*** Begin section ***

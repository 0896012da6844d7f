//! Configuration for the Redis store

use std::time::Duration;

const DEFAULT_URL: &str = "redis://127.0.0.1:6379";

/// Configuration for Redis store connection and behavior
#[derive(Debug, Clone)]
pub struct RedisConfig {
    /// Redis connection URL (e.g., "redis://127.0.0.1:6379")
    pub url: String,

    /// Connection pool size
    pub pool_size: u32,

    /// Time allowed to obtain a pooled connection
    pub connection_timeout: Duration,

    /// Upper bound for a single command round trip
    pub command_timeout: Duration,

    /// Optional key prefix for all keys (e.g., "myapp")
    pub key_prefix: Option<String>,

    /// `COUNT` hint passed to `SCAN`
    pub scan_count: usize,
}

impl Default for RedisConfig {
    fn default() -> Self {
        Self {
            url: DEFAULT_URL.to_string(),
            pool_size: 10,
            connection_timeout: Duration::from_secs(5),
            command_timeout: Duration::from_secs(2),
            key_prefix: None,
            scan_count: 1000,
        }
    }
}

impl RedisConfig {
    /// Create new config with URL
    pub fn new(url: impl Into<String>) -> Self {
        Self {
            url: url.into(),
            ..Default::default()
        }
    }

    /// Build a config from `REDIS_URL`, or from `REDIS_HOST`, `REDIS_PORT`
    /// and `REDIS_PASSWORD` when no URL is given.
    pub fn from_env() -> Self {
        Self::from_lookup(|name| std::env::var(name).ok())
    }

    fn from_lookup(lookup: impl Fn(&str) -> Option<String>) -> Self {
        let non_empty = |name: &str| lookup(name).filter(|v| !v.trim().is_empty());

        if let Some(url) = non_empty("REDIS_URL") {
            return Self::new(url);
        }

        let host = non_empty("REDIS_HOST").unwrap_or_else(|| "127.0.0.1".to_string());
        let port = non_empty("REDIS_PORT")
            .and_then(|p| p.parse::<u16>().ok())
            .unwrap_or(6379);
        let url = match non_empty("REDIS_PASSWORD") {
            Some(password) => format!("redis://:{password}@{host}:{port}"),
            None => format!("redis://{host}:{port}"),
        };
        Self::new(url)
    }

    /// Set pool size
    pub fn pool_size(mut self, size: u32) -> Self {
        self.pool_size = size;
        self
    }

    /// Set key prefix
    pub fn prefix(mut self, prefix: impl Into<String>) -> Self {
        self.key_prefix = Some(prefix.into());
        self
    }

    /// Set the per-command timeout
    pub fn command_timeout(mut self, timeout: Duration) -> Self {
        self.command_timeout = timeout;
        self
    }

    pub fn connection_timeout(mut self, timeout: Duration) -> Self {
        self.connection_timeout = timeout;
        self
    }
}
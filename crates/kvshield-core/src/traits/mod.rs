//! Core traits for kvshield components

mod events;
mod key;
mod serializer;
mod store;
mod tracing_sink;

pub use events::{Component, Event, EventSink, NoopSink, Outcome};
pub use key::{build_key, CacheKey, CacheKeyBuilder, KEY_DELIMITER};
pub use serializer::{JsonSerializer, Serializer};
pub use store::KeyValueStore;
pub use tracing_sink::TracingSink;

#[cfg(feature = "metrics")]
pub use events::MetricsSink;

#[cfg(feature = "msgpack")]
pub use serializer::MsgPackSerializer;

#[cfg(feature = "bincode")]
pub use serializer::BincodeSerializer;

*** End section ***
*** Begin section ***

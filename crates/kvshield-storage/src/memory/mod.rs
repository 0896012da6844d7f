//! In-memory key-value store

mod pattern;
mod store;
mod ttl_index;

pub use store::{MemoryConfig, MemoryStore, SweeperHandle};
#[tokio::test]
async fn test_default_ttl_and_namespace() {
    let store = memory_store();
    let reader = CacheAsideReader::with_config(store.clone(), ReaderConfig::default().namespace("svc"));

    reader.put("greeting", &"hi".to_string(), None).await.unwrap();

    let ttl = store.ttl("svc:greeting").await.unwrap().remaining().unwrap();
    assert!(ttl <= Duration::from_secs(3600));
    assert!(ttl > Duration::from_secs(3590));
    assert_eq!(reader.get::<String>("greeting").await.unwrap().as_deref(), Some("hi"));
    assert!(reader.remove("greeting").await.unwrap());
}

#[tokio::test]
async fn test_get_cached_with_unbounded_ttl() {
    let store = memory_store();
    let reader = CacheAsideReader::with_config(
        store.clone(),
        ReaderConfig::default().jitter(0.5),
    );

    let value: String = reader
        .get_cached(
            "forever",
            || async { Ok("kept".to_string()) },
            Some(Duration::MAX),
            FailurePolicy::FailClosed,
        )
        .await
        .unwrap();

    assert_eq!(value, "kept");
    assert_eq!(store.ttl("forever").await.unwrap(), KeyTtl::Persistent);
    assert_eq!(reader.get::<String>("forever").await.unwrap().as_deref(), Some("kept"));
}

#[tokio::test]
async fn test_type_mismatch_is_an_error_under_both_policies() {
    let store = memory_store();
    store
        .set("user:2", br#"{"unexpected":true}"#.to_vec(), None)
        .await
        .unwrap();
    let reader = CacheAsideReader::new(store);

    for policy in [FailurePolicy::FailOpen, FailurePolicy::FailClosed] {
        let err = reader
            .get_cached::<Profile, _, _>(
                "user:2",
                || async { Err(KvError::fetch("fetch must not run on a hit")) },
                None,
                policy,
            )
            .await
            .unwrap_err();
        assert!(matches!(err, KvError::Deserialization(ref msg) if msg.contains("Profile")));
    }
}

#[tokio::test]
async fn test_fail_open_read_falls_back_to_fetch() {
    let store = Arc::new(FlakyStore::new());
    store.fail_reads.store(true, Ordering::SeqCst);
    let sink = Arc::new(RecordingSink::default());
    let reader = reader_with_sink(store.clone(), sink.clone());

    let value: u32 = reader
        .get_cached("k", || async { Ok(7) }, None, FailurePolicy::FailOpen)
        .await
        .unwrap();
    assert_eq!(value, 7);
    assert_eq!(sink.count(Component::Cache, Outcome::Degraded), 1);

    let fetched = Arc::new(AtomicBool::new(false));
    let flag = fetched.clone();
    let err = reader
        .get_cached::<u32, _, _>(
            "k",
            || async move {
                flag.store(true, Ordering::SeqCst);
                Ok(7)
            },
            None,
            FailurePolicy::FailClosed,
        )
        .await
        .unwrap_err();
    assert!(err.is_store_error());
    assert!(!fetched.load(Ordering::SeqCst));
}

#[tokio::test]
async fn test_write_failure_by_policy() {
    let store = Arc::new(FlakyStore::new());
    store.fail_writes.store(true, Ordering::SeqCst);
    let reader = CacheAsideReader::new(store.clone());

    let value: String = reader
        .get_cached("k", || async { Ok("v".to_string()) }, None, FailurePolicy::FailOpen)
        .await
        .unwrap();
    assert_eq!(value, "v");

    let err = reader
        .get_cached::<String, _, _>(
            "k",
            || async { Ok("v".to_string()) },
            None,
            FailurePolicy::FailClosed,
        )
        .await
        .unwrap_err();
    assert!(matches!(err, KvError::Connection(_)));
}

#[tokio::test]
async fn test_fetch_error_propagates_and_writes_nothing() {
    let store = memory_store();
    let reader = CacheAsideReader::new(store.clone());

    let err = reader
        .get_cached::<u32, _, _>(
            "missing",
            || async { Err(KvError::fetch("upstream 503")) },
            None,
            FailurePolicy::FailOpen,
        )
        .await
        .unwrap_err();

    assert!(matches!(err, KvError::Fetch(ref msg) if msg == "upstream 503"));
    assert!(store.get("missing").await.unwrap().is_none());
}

*** End section ***

# TASK ITEM:
In the entries above, identify each line that includes the string "feature", then copy it.

# ANSWER:
#[cfg(feature = "metrics")]
#[cfg(feature = "msgpack")]
#[cfg(feature = "bincode")]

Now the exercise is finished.